### WHAT YOU NEED TO DO:
Please output exactly the part of the records below that opens with the line containing "repository 0816f18c5cbc3645" and closes with the line containing "level (-v, -vv)", both lines included, and nothing else.

### INPUT DATA:
********
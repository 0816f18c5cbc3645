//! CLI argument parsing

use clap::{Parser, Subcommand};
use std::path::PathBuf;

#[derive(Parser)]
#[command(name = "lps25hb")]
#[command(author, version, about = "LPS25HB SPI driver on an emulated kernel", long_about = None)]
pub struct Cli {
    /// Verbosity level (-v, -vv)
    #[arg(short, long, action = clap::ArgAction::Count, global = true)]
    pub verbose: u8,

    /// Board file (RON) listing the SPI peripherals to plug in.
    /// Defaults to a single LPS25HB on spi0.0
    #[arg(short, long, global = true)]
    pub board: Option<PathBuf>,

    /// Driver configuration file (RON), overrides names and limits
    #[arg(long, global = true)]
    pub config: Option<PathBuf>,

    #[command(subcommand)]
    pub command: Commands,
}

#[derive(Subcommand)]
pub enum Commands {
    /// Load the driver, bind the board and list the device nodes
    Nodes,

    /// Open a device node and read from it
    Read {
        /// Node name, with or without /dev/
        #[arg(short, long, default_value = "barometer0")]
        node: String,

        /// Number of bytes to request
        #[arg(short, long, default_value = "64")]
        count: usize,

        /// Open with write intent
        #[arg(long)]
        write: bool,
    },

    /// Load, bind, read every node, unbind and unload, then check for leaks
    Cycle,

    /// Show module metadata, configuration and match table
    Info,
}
********
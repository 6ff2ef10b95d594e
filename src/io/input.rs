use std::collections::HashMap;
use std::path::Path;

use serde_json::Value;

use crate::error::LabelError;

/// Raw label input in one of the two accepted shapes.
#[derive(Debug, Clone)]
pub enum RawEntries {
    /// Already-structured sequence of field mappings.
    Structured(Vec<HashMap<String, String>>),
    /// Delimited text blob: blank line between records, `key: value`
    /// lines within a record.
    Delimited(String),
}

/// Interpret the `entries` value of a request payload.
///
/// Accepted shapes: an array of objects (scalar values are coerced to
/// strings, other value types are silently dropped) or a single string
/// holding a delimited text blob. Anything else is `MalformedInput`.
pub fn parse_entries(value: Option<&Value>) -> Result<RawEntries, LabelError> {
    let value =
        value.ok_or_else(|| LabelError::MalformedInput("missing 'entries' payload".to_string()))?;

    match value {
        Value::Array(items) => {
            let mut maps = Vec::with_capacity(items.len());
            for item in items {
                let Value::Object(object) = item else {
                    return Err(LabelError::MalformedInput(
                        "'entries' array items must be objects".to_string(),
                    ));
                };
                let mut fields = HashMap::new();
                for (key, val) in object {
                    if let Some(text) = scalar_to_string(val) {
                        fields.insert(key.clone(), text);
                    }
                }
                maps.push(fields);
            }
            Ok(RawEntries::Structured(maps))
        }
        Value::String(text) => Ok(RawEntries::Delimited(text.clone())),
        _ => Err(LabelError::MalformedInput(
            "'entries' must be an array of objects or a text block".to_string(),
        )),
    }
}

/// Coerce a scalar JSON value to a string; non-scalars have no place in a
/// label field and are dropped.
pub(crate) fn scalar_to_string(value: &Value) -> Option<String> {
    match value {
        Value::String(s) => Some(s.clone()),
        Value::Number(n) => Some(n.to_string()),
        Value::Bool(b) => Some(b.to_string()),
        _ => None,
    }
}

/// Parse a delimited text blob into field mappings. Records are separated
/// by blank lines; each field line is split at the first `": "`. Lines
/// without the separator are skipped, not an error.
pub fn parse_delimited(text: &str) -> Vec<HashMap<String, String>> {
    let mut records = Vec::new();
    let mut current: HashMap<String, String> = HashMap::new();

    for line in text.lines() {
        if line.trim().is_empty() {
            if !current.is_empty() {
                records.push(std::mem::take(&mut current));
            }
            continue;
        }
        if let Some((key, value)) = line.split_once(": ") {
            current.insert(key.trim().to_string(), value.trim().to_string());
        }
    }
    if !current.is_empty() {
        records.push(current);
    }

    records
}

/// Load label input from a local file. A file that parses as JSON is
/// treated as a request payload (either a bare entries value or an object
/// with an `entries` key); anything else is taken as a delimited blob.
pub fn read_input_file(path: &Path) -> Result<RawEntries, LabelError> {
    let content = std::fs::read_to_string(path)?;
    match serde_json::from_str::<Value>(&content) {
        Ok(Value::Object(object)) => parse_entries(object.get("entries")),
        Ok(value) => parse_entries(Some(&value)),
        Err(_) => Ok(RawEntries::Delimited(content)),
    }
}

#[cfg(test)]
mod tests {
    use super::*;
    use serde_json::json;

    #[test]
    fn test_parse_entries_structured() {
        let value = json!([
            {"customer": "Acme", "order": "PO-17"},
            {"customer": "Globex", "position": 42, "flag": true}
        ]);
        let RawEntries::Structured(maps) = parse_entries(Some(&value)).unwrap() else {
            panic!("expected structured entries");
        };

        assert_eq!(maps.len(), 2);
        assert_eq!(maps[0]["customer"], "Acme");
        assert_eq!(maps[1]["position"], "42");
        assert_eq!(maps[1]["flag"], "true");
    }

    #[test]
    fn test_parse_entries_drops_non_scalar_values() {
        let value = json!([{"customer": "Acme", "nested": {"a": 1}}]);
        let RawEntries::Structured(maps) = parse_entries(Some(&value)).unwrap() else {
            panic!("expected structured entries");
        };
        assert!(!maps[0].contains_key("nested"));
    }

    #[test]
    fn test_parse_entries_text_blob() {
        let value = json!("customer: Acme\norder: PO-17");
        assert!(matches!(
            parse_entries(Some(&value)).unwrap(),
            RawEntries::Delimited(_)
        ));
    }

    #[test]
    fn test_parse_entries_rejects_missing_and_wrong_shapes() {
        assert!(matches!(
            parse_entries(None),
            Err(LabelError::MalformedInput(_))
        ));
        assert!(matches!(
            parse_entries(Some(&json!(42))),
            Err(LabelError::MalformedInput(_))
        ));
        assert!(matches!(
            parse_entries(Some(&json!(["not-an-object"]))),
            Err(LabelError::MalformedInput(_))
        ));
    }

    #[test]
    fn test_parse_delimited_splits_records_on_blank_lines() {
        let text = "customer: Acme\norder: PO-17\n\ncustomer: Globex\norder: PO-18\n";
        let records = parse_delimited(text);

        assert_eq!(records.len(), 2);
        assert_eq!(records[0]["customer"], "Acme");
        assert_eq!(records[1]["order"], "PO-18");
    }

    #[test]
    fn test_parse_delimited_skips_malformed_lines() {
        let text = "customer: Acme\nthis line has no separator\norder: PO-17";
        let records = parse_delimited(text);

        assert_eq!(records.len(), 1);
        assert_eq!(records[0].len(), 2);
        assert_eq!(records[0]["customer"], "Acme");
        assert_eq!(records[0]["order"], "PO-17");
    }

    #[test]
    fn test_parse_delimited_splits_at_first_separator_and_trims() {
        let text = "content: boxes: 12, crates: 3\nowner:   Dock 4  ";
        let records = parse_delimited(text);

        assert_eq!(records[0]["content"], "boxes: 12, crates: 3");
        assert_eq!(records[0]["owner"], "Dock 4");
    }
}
********
### ANSWER FOR THIS EXERCISE:
repository 0816f18c5cbc3645
//! CLI argument parsing

use clap::{Parser, Subcommand};
use std::path::PathBuf;

#[derive(Parser)]
#[command(name = "lps25hb")]
#[command(author, version, about = "LPS25HB SPI driver on an emulated kernel", long_about = None)]
pub struct Cli {
    /// Verbosity level (-v, -vv)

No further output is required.